El país está atravesando un delicado momento, por la influenza porcina que ha afectado a mucha gente, con lamentables casos de fallecimientos. Se paralizan las actividades escolares y se suspenden reuniones multitudinarias, para evitar contagios. Los servicios pastorales y religiosos sufren modificaciones. Es encomiable la actitud responsable de la mayoría de la población, atendiendo las indicaciones de la autoridad. Hay muchos signos de solidaridad y fraternidad, características de nuestro pueblo en situaciones de emergencia. 

Sin embargo, no faltan los que sistemáticamente desconfían de todo lo que diga o haga el gobierno. Sostienen que es una trama, urdida para apuntalar la economía de la industria farmacéutica. A pesar de que instancias tan serias como la Organización Mundial de la Salud y varios países han confirmado la existencia del problema, los críticos de siempre se niegan a aceptarlo y lo califican como una farsa distractiva. ¡Cada quien está en su derecho de pensar lo que quiera! Hasta que les toque en carne propia, para que se convenzan… Como el apóstol Tomás, que se resistía a creer hasta que comprobara con sus ojos y sus manos la existencia del Resucitado. 

JUZGAR

El Señor Jesús atendió con un corazón misericordioso a muchos enfermos, sin retraerse por el peligro de posibles contagios. No se alejó de los leprosos y tocaba a los aquejados por diversos males. Hasta con su saliva les procuraba la salud. Muchas veces les daba indicaciones de lo que debían hacer, como lavarse en la piscina de Siloé, o presentarse ante los sacerdotes, como marcaba la ley de Moisés. Nos encargó cuidar a los enfermos y procurar su salud. Lo mismo hicieron los apóstoles y es lo que hemos hecho en la Iglesia, a través de los siglos. ¡Tantos hospitales, asilos, albergues, dispensarios y tantas congregaciones religiosas al servicio de los enfermos, son una prueba evidente de fidelidad al mandato central de Jesús!
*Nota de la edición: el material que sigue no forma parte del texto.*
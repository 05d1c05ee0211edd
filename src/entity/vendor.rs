//! Vendor entity for SeaORM.

use sea_orm::entity::prelude::*;

#[derive(Clone, Debug, PartialEq, DeriveEntityModel)]
#[sea_orm(table_name = "vendors")]
pub struct Model {
    #[sea_orm(primary_key)]
    pub id: i64,
    pub name: String,
    pub contact_details: String,
    pub address: String,
    #[sea_orm(unique)]
    pub vendor_code: String,
    /// Cached metric, 0-100. Refreshed by the performance endpoint.
    pub on_time_delivery_rate: f64,
    /// Cached metric, 0-5. Refreshed by the performance endpoint.
    pub quality_rating_avg: f64,
    /// Cached metric in hours. Refreshed after completed+acknowledged saves.
    pub average_response_time: f64,
    /// Cached metric, 0-100. Refreshed by the performance endpoint.
    pub fulfillment_rate: f64,
    pub created_at: DateTimeUtc,
    pub updated_at: DateTimeUtc,
}

#[derive(Copy, Clone, Debug, EnumIter, DeriveRelation)]
pub enum Relation {
    #[sea_orm(has_many = "super::purchase_order::Entity")]
    PurchaseOrders,
    #[sea_orm(has_many = "super::performance_snapshot::Entity")]
    PerformanceSnapshots,
}

impl Related<super::purchase_order::Entity> for Entity {
    fn to() -> RelationDef {
        Relation::PurchaseOrders.def()
    }
}

impl Related<super::performance_snapshot::Entity> for Entity {
    fn to() -> RelationDef {
        Relation::PerformanceSnapshots.def()
    }
}

impl ActiveModelBehavior for ActiveModel {}
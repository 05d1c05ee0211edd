//! Performance metric DTOs.

use chrono::{DateTime, Utc};
use serde::Serialize;
use utoipa::ToSchema;

use crate::entity::performance_snapshot;

/// The four vendor metrics computed by the calculators.
#[derive(Debug, Clone, Copy, PartialEq, Serialize, ToSchema)]
pub struct VendorPerformance {
    pub on_time_delivery_rate: f64,
    pub quality_rating_avg: f64,
    pub average_response_time: f64,
    pub fulfillment_rate: f64,
}

/// Snapshot row returned by the performance endpoint.
#[derive(Debug, Clone, Serialize, ToSchema)]
pub struct PerformanceSnapshotResponse {
    pub id: i64,
    pub vendor_id: i64,
    pub recorded_at: DateTime<Utc>,
    pub on_time_delivery_rate: f64,
    pub quality_rating_avg: f64,
    pub average_response_time: f64,
    pub fulfillment_rate: f64,
}

impl From<performance_snapshot::Model> for PerformanceSnapshotResponse {
    fn from(m: performance_snapshot::Model) -> Self {
        PerformanceSnapshotResponse {
            id: m.id,
            vendor_id: m.vendor_id,
            recorded_at: m.recorded_at,
            on_time_delivery_rate: m.on_time_delivery_rate,
            quality_rating_avg: m.quality_rating_avg,
            average_response_time: m.average_response_time,
            fulfillment_rate: m.fulfillment_rate,
        }
    }
}
//! HTTP middleware.

mod request_logger;

pub use request_logger::RequestLogger;
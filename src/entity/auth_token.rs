//! Auth token entity for SeaORM.
//!
//! Tokens are stored as SHA-256 hashes; the plaintext leaves the server once.

use sea_orm::entity::prelude::*;

#[derive(Clone, Debug, PartialEq, DeriveEntityModel)]
#[sea_orm(table_name = "auth_tokens")]
pub struct Model {
    #[sea_orm(primary_key)]
    pub id: i64,
    pub user_id: i64,
    #[sea_orm(unique)]
    pub token_hash: String,
    pub created_at: DateTimeUtc,
}

#[derive(Copy, Clone, Debug, EnumIter, DeriveRelation)]
pub enum Relation {
    #[sea_orm(
        belongs_to = "super::user::Entity",
        from = "Column::UserId",
        to = "super::user::Column::Id",
        on_delete = "Cascade"
    )]
    User,
}

impl Related<super::user::Entity> for Entity {
    fn to() -> RelationDef {
        Relation::User.def()
    }
}

impl ActiveModelBehavior for ActiveModel {}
Seremos juzgados al fin de la vida, por lo que hayamos hecho o dejado de hacer por los enfermos (cf Mt 25, 37-40).

 

En Aparecida, decimos que a Jesucristo «también lo encontramos de un modo especial en los pobres, afligidos y enfermos, que reclaman nuestro compromiso y nos dan testimonio de fe, paciencia en el sufrimiento y constante lucha para seguir viviendo… En el reconocimiento de esta presencia y cercanía, y en la defensa de los derechos de los excluidos se juega la fidelidad de la Iglesia a Jesucristo. El encuentro con Jesucristo en los pobres es una dimensión constitutiva de nuestra fe en Jesucristo… La misma adhesión a Jesucristo es la que nos hace amigos de los pobres y solidarios con su destino» (257). 
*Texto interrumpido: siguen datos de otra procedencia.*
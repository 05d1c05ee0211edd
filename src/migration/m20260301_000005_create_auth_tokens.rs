//! Migration: Create auth_tokens table.
//!
//! Only token hashes are stored; issuing a new token rotates old ones out.

use sea_orm_migration::prelude::*;

#[derive(DeriveMigrationName)]
pub struct Migration;

#[async_trait::async_trait]
impl MigrationTrait for Migration {
    async fn up(&self, manager: &SchemaManager) -> Result<(), DbErr> {
        manager
            .get_connection()
            .execute_unprepared(
                r#"
                CREATE TABLE auth_tokens (
                    id BIGSERIAL PRIMARY KEY,
                    user_id BIGINT NOT NULL REFERENCES users(id) ON DELETE CASCADE,
                    -- SHA-256 hex digest of the issued token
                    token_hash CHAR(64) NOT NULL UNIQUE,
                    created_at TIMESTAMPTZ NOT NULL DEFAULT NOW()
                );

                -- Index for hash lookup on every authenticated request
                CREATE INDEX idx_auth_tokens_token_hash ON auth_tokens(token_hash);

                -- Index for rotation (delete by user)
                CREATE INDEX idx_auth_tokens_user_id ON auth_tokens(user_id);
                "#,
            )
            .await?;

        Ok(())
    }

    async fn down(&self, manager: &SchemaManager) -> Result<(), DbErr> {
        manager
            .get_connection()
            .execute_unprepared("DROP TABLE IF EXISTS auth_tokens CASCADE;")
            .await?;

        Ok(())
    }
}
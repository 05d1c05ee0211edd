//! SeaORM database migrations.

pub use sea_orm_migration::prelude::*;

mod m20260301_000001_create_vendors;
mod m20260301_000002_create_purchase_orders;
mod m20260301_000003_create_performance_snapshots;
mod m20260301_000004_create_users;
mod m20260301_000005_create_auth_tokens;

pub struct Migrator;

#[async_trait::async_trait]
impl MigratorTrait for Migrator {
    fn migrations() -> Vec<Box<dyn MigrationTrait>> {
        vec![
            Box::new(m20260301_000001_create_vendors::Migration),
            Box::new(m20260301_000002_create_purchase_orders::Migration),
            Box::new(m20260301_000003_create_performance_snapshots::Migration),
            Box::new(m20260301_000004_create_users::Migration),
            Box::new(m20260301_000005_create_auth_tokens::Migration),
        ]
    }
}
Los enfermos son los rostros vivientes y permanentes de Jesús entre nosotros. Ojalá esta contemplación de fe, nos lleve a un servicio amoroso, paciente y sostenido con ellos. 

ACTUAR

Ante la emergencia actual que vive el país, hay muchas cosas que hacer. Ante todo, seguir las indicaciones de las autoridades de salud y no ser irresponsables. El no tomarlas en cuenta, puede ser una falta de justicia y de solidaridad con los demás. La desconfianza no ha de ser causa de irresponsabilidad social. No puede faltar la oración intensiva, para pedir al Dios de la vida que nos la conserve y nos ayude a recobrar la salud, para seguir sirviendo en la familia, en la sociedad y en la Iglesia. 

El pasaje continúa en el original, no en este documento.